:: Task requirements ::
Return only the lines of the listing below that run from the line with "self.stats.time_requirements += 1;" through the line with "description, related_articles, required_information)", both ends included, exactly as written.
·····
//! Single-pass, single-transaction population from a [`ParsedDocument`].

use std::collections::HashMap;

use duckdb::{Connection, params};
use regstruct_core::{ParsedArticle, ParsedDocument};
use serde::Serialize;
use tracing::{debug, info};

use crate::policy::POLICY_SECTIONS;
use crate::schema::TABLES;
use crate::{KnowledgeStore, StoreError};

/// Rows inserted by one population pass.
#[derive(Debug, Clone, Copy, Default, PartialEq, Eq, Serialize)]
pub struct PopulateStats {
    pub chapters: usize,
    pub sections: usize,
    pub recitals: usize,
    pub articles: usize,
    pub paragraphs: usize,
    pub subparagraphs: usize,
    pub subsubparagraphs: usize,
    pub requirements: usize,
    pub entities: usize,
    pub definitions: usize,
    pub cross_references: usize,
    pub time_requirements: usize,
    pub key_actors: usize,
    pub policy_sections: usize,
}

impl PopulateStats {
    pub fn total(&self) -> usize {
        self.chapters
            + self.sections
            + self.recitals
            + self.articles
            + self.paragraphs
            + self.subparagraphs
            + self.subsubparagraphs
            + self.requirements
            + self.entities
            + self.definitions
            + self.cross_references
            + self.time_requirements
            + self.key_actors
            + self.policy_sections
    }
}

impl KnowledgeStore {
    /// Insert every entity of `document` in dependency order.
    ///
    /// Runs in one transaction: on any error nothing is committed and the
    /// store is exactly as it was. Calling this twice on the same store
    /// inserts everything twice; start each parse run from a fresh store.
    pub fn populate(&mut self, document: &ParsedDocument) -> Result<PopulateStats, StoreError> {
        let tx = self.conn.transaction()?;
        let stats = Populator::new(&tx)?.run(document)?;
        tx.commit()?;
        info!(
            articles = stats.articles,
            paragraphs = stats.paragraphs,
            requirements = stats.requirements,
            definitions = stats.definitions,
            rows = stats.total(),
            "populated knowledge store"
        );
        Ok(stats)
    }
}

/// Hands out identifiers per table, continuing after existing rows.
struct IdAllocator {
    next: HashMap<&'static str, i64>,
}

impl IdAllocator {
    fn new(conn: &Connection) -> Result<Self, StoreError> {
        let mut next = HashMap::new();
        for &table in TABLES {
            let max: i64 = conn.query_row(
                &format!("SELECT coalesce(max(id), 0)::BIGINT FROM {table}"),
                [],
                |row| row.get(0),
            )?;
            next.insert(table, max + 1);
        }
        Ok(Self { next })
    }

    fn next(&mut self, table: &'static str) -> i64 {
        let slot = self.next.entry(table).or_insert(1);
        let id = *slot;
        *slot += 1;
        id
    }
}

/// Row ids of one inserted article's paragraph tree.
#[derive(Default)]
struct ArticleIds {
    paragraphs: HashMap<String, i64>,
    subparagraphs: HashMap<(String, String), i64>,
}

impl ArticleIds {
    fn paragraph(&self, number: Option<&str>) -> Option<i64> {
        number.and_then(|n| self.paragraphs.get(n).copied())
    }

    fn subparagraph(&self, number: Option<&str>, letter: Option<&str>) -> Option<i64> {
        let key = (number?.to_string(), letter?.to_string());
        self.subparagraphs.get(&key).copied()
    }
}

struct Populator<'c> {
    conn: &'c Connection,
    ids: IdAllocator,
    stats: PopulateStats,
}

impl<'c> Populator<'c> {
    fn new(conn: &'c Connection) -> Result<Self, StoreError> {
        Ok(Self {
            conn,
            ids: IdAllocator::new(conn)?,
            stats: PopulateStats::default(),
        })
    }

    fn run(mut self, doc: &ParsedDocument) -> Result<PopulateStats, StoreError> {
        let chapter_ids = self.insert_chapters(doc)?;
        let section_ids = self.insert_sections(doc, &chapter_ids)?;
        self.insert_recitals(doc)?;

        // Number lookups resolve to the last article inserted with that number.
        let mut article_ids = Vec::with_capacity(doc.articles.len());
        let mut by_number: HashMap<&str, (i64, usize)> = HashMap::new();
        let mut trees = Vec::with_capacity(doc.articles.len());
        for (i, parsed) in doc.articles.iter().enumerate() {
            let id = self.insert_article(parsed, &chapter_ids, &section_ids)?;
            trees.push(self.insert_tree(id, parsed)?);
            article_ids.push(id);
            by_number.insert(parsed.article.number.as_str(), (id, i));
        }

        for ((parsed, &id), tree) in doc.articles.iter().zip(&article_ids).zip(&trees) {
            self.insert_extractions(id, parsed, tree)?;
        }

        for (parsed, &from) in doc.articles.iter().zip(&article_ids) {
            for reference in &parsed.cross_references {
                let Some(&(to, _)) = by_number.get(reference.target_article.as_str()) else {
                    debug!(
                        from = %parsed.article.number,
                        to = %reference.target_article,
                        "skipping reference to unknown article"
                    );
                    continue;
                };
                let id = self.ids.next("cross_references");
                self.conn.execute(
                    "INSERT INTO cross_references (id, from_article_id, to_article_id, to_paragraph)
                     VALUES (?, ?, ?, ?)",
                    params![id, from, to, reference.target_paragraph],
                )?;
                self.stats.cross_references += 1;
            }
        }

        for definition in doc.definitions.iter() {
            let resolved = by_number.get(definition.article.as_str());
            let article_id = resolved.map(|&(id, _)| id);
            let tree = resolved.map(|&(_, i)| &trees[i]);
            let paragraph = Some(definition.paragraph.as_str());
            let paragraph_id = tree.and_then(|t| t.paragraph(paragraph));
            let subparagraph_id =
                tree.and_then(|t| t.subparagraph(paragraph, definition.subparagraph.as_deref()));
            let id = self.ids.next("definitions");
            self.conn.execute(
                "INSERT INTO definitions (id, term, definition, article_id, paragraph_id, subparagraph_id)
                 VALUES (?, ?, ?, ?, ?, ?)",
                params![
                    id,
                    definition.term,
                    definition.definition,
                    article_id,
                    paragraph_id,
                    subparagraph_id
                ],
            )?;
            self.stats.definitions += 1;
        }

        self.insert_policy_sections()?;
        Ok(self.stats)
    }

    fn insert_chapters(&mut self, doc: &ParsedDocument) -> Result<Vec<i64>, StoreError> {
        let mut ids = Vec::with_capacity(doc.chapters.len());
        for chapter in &doc.chapters {
            let id = self.ids.next("chapters");
            self.conn.execute(
                "INSERT INTO chapters (id, number, title) VALUES (?, ?, ?)",
                params![id, chapter.number, chapter.title],
            )?;
            ids.push(id);
        }
        self.stats.chapters += ids.len();
        Ok(ids)
    }

    fn insert_sections(
        &mut self,
        doc: &ParsedDocument,
        chapter_ids: &[i64],
    ) -> Result<Vec<i64>, StoreError> {
        let mut ids = Vec::with_capacity(doc.sections.len());
        for section in &doc.sections {
            let id = self.ids.next("sections");
            let chapter_id = section.chapter.and_then(|i| chapter_ids.get(i).copied());
            self.conn.execute(
                "INSERT INTO sections (id, chapter_id, number, title) VALUES (?, ?, ?, ?)",
                params![id, chapter_id, section.number, section.title],
            )?;
            ids.push(id);
        }
        self.stats.sections += ids.len();
        Ok(ids)
    }

    fn insert_recitals(&mut self, doc: &ParsedDocument) -> Result<(), StoreError> {
        for recital in &doc.recitals {
            let id = self.ids.next("recitals");
            self.conn.execute(
                "INSERT INTO recitals (id, number, content) VALUES (?, ?, ?)",
                params![id, i64::from(recital.number), recital.content],
            )?;
            self.stats.recitals += 1;
        }
        Ok(())
    }

    fn insert_article(
        &mut self,
        parsed: &ParsedArticle,
        chapter_ids: &[i64],
        section_ids: &[i64],
    ) -> Result<i64, StoreError> {
        let article = &parsed.article;
        let id = self.ids.next("articles");
        let chapter_id = article.chapter.and_then(|i| chapter_ids.get(i).copied());
        let section_id = article.section.and_then(|i| section_ids.get(i).copied());
        self.conn.execute(
            "INSERT INTO articles (id, number, sort_key, title, content, chapter_id, section_id)
             VALUES (?, ?, ?, ?, ?, ?, ?)",
            params![
                id,
                article.number,
                regstruct_core::number_key(&article.number),
                article.title,
                article.content,
                chapter_id,
                section_id
            ],
        )?;
        self.stats.articles += 1;
        Ok(id)
    }

    fn insert_tree(&mut self, article_id: i64, parsed: &ParsedArticle) -> Result<ArticleIds, StoreError> {
        let mut tree = ArticleIds::default();
        for paragraph in &parsed.article.paragraphs {
            let paragraph_id = self.ids.next("paragraphs");
            self.conn.execute(
                "INSERT INTO paragraphs (id, article_id, number, sort_key, text) VALUES (?, ?, ?, ?, ?)",
                params![
                    paragraph_id,
                    article_id,
                    paragraph.number.raw,
                    paragraph.number.sort_key,
                    paragraph.text
                ],
            )?;
            self.stats.paragraphs += 1;
            tree.paragraphs.insert(paragraph.number.raw.clone(), paragraph_id);

            for sub in &paragraph.subparagraphs {
                let sub_id = self.ids.next("subparagraphs");
                self.conn.execute(
                    "INSERT INTO subparagraphs (id, paragraph_id, letter, sort_key, text) VALUES (?, ?, ?, ?, ?)",
                    params![sub_id, paragraph_id, sub.letter.raw, sub.letter.sort_key, sub.text],
                )?;
                self.stats.subparagraphs += 1;
                tree.subparagraphs
                    .insert((paragraph.number.raw.clone(), sub.letter.raw.clone()), sub_id);

                for subsub in &sub.subsubparagraphs {
                    let subsub_id = self.ids.next("subsubparagraphs");
                    self.conn.execute(
                        "INSERT INTO subsubparagraphs (id, subparagraph_id, number, sort_key, text) VALUES (?, ?, ?, ?, ?)",
                        params![
                            subsub_id,
                            sub_id,
                            subsub.number.raw,
                            subsub.number.sort_key,
                            subsub.text
                        ],
                    )?;
                    self.stats.subsubparagraphs += 1;
                }
            }
        }
        Ok(tree)
    }

    /// Requirements, entities, time requirements and key-actor mentions.
    fn insert_extractions(
        &mut self,
        article_id: i64,
        parsed: &ParsedArticle,
        tree: &ArticleIds,
    ) -> Result<(), StoreError> {
        for req in &parsed.requirements {
            let id = self.ids.next("requirements");
            let paragraph = req.paragraph.as_deref();
            self.conn.execute(
                "INSERT INTO requirements
                 (id, article_id, paragraph_id, subparagraph_id, text, is_obligation, is_right, is_time_requirement)
                 VALUES (?, ?, ?, ?, ?, ?, ?, ?)",
                params![
                    id,
                    article_id,
                    tree.paragraph(paragraph),
                    tree.subparagraph(paragraph, req.subparagraph.as_deref()),
                    req.text,
                    req.is_obligation,
                    req.is_right,
                    req.is_time_requirement
                ],
            )?;
            self.stats.requirements += 1;
        }

        for entity in &parsed.entities {
            let id = self.ids.next("entities");
            let (start, end) = (entity.start as i64, entity.end as i64);
            self.conn.execute(
                "INSERT INTO entities (id, article_id, text, label, start_pos, end_pos) VALUES (?, ?, ?, ?, ?, ?)",
                params![
                    id,
                    article_id,
                    entity.text,
                    entity.label,
                    start,
                    end
                ],
            )?;
            self.stats.entities += 1;
        }

        for time in &parsed.time_requirements {
            let id = self.ids.next("time_requirements");
            let paragraph = time.paragraph.as_deref();
            self.conn.execute(
                "INSERT INTO time_requirements (id, article_id, paragraph_id, subparagraph_id, text)
                 VALUES (?, ?, ?, ?, ?)",
                params![
                    id,
                    article_id,
                    tree.paragraph(paragraph),
                    tree.subparagraph(paragraph, time.subparagraph.as_deref()),
                    time.text
                ],
            )?;
            self.stats.time_requirements += 1;
        }

        for mention in &parsed.key_actors {
            let id = self.ids.next("key_actors");
            self.conn.execute(
                "INSERT INTO key_actors (id, actor_type, article_id, text) VALUES (?, ?, ?, ?)",
                params![id, mention.actor.as_str(), article_id, mention.text],
            )?;
            self.stats.key_actors += 1;
        }
        Ok(())
    }

    fn insert_policy_sections(&mut self) -> Result<(), StoreError> {
        for &(name, description, articles, info) in POLICY_SECTIONS {
            let id = self.ids.next("privacy_policy_sections");
            self.conn.execute(
                "INSERT INTO privacy_policy_sections
                 (id, section_name, description, related_articles, required_information)
                 VALUES (?, ?, ?, ?, ?)",
                params![id, name, description, articles, info],
            )?;
            self.stats.policy_sections += 1;
        }
        Ok(())
    }
}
·····
:: Answer box ::
            self.stats.time_requirements += 1;
        }

        for mention in &parsed.key_actors {
            let id = self.ids.next("key_actors");
            self.conn.execute(
                "INSERT INTO key_actors (id, actor_type, article_id, text) VALUES (?, ?, ?, ?)",
                params![id, mention.actor.as_str(), article_id, mention.text],
            )?;
            self.stats.key_actors += 1;
        }
        Ok(())
    }

    fn insert_policy_sections(&mut self) -> Result<(), StoreError> {
        for &(name, description, articles, info) in POLICY_SECTIONS {
            let id = self.ids.next("privacy_policy_sections");
            self.conn.execute(
                "INSERT INTO privacy_policy_sections
                 (id, section_name, description, related_articles, required_information)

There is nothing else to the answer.